Ohio cheerleader, Skylar Richardson is charged, two years later, with bashing in her newborn daughter’s skull and burying her in the backyard, days after prom – Defense loses bid to exclude evidence suggesting she set the baby on fire
After two-year battle, defense loses bid to hide evidence suggesting that former teen infanticide suspect set corpse of her new born infant on fire
Brooke Skylar Richardson, will head to court on September 3 in Warren County, Ohio, as jury selection gets underway in her aggravated murder trial
Richardson, now 20, is accused of killing her newborn daughter and then burying the body in her family’s backyard just days after her prom
Prosecutors said the former Ohio high school cheerleader, then 18, bashed in her newborn daughter’s skull and buried her in the yard – Skylar and her family had been worried about community reaction to her out-of-wedlock pregnancy.
The defense is hoping to keep evidence suggesting Richardson may have tried to burn the baby in the wake of her death from emerging at trial – Judge Donald Oda II denied three motions filed by the defense that would have likely delayed the start of the trial, including one for a change of venue
Previous motions were also dismissed to keep a bottle of lighter fluid and Richardson’s diary from being presented as evidence
She is charged with aggravated murder, involuntary manslaughter, endangering children, tampering with evidence and abuse of a corpse
Richardson claims the baby was stillborn
Brooke Skylar Richardson, [L-R], now 20, is headed to court on September 3 in Warren County as jury selection gets underway in her trial
Richardson was put on modified house arrest a little over a year ago, with the judge ruling she would have a curfew of 9pm through 7am and be supervised via GPS monitoring and random home visits.
Her modified release came after her defense team sought a ruling to bar prosecutors from presenting testimony from an obstetrics-gynecology practice’s medical staff, citing physician-patient privilege that she won’t give up.

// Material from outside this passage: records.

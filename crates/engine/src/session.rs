//! Session - drives one player through levels
//!
//! The session loads boards from a [`LevelSource`], forwards shoves, and
//! reports solved levels to a [`ProgressStore`]. A failed load never
//! replaces the board that is currently installed.

use thiserror::Error;

use crate::core::{Board, EngineConfig, LoadError, MoveError, MoveReport};
use crate::pack::LevelSource;
use crate::progress::ProgressStore;
use crate::types::{Direction, LevelKey, Outcome};

#[derive(Debug, Clone, PartialEq, Eq, Error)]
pub enum SessionError {
    #[error("no level is loaded")]
    NoLevel,
    #[error("cannot load level: {0}")]
    Load(#[from] LoadError),
    #[error(transparent)]
    Move(#[from] MoveError),
}

#[derive(Debug)]
pub struct Session<S, P> {
    source: S,
    progress: P,
    config: EngineConfig,
    current: Option<(LevelKey, Board)>,
}

impl<S: LevelSource, P: ProgressStore> Session<S, P> {
    pub fn new(source: S, progress: P, config: EngineConfig) -> Self {
        Self {
            source,
            progress,
            config,
            current: None,
        }
    }

    /// Load `key`, replacing the current board only on success
    pub fn start(&mut self, key: LevelKey) -> Result<&Board, SessionError> {
        let data = self.source.level(key).ok_or(LoadError::NotFound(key))?;
        let board = Board::load(&data, &self.config).map_err(|err| {
            tracing::warn!(level = %key, %err, "level failed to load");
            err
        })?;

        self.progress.set_last_played(key);
        tracing::info!(level = %key, "level started");

        let (_, board) = self.current.insert((key, board));
        Ok(&*board)
    }

    /// Reload the current level from scratch
    pub fn restart(&mut self) -> Result<&Board, SessionError> {
        let key = self.key().ok_or(SessionError::NoLevel)?;
        self.start(key)
    }

    /// Load the level after the current one (also used to skip a level)
    pub fn next_level(&mut self) -> Result<&Board, SessionError> {
        let key = self.key().ok_or(SessionError::NoLevel)?;
        self.start(key.next())
    }

    /// Continue from the last played level, or stage 1 level 1
    pub fn resume(&mut self) -> Result<&Board, SessionError> {
        let key = self.progress.last_played().unwrap_or(LevelKey::new(1, 1));
        self.start(key)
    }

    /// Shove the current board; a solved level is recorded as finished
    pub fn shove(&mut self, direction: Direction) -> Result<MoveReport, SessionError> {
        let (key, board) = self.current.as_mut().ok_or(SessionError::NoLevel)?;
        let key = *key;
        let report = board.shove(direction)?;

        match report.outcome {
            Outcome::Solved => {
                let first = self.progress.finish_level(key);
                tracing::info!(level = %key, moves = board.move_count(), first, "level solved");
            }
            Outcome::Failed => {
                tracing::info!(level = %key, moves = board.move_count(), "level failed");
            }
            Outcome::Continue => {}
        }

        Ok(report)
    }

    pub fn key(&self) -> Option<LevelKey> {
        self.current.as_ref().map(|(key, _)| *key)
    }

    pub fn board(&self) -> Option<&Board> {
        self.current.as_ref().map(|(_, board)| board)
    }

    pub fn progress(&self) -> &P {
        &self.progress
    }

    pub fn config(&self) -> &EngineConfig {
        &self.config
    }

    pub fn into_progress(self) -> P {
        self.progress
    }
}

Prosecutors argued that the privilege doesn’t apply in this case, but were ultimately shot down and forced to delay the start of the trial without that crucial evidence.
Authorities first learned of the baby from a doctor Richardson had visited just a few weeks before she gave birth.
The remains were found soon after, and prosecutors believe that Richardson buried the baby shortly after giving birth.
Richardson was full term when she gave birth to the girl, delivering the child in her bathroom within days after her senior prom.
County Prosecutor David Fornshell said Skylar, as she is known, and her family had been worried about community reaction to her out-of-wedlock pregnancy.
‘Skylar and her family, particularly her mother, were pretty obsessed with external appearances and how things appeared to the outside world,’ he said early in the proceedings.
‘You have a situation where, you know, she’s a cute high school, recent high school graduate; she was a cheerleader described (as) a good girl by her attorney as you heard after the arraignment. And I think that kind of perception is one that Skylar wanted to perpetuate and her mother wanted to perpetuate.’
The defense continues to claim the child was delivered stillborn.
Mounting a furious campaign to avoid trial, her defense attorneys have blasted prosecutors for ‘a false narrative’ that sensationalized the case.
Their client didn’t kill the baby, and an expert witness concluded there was no sign of burning or of trauma that would have caused the baby’s death.
‘What started as an 18-year-old high school girl who was frightened and saddened because of giving birth to a stillborn baby whom she named Annabelle and then telling her doctor of the stillborn and burial in the backyard turned into something sinister and grotesque,’ they said in a motion to move the trial.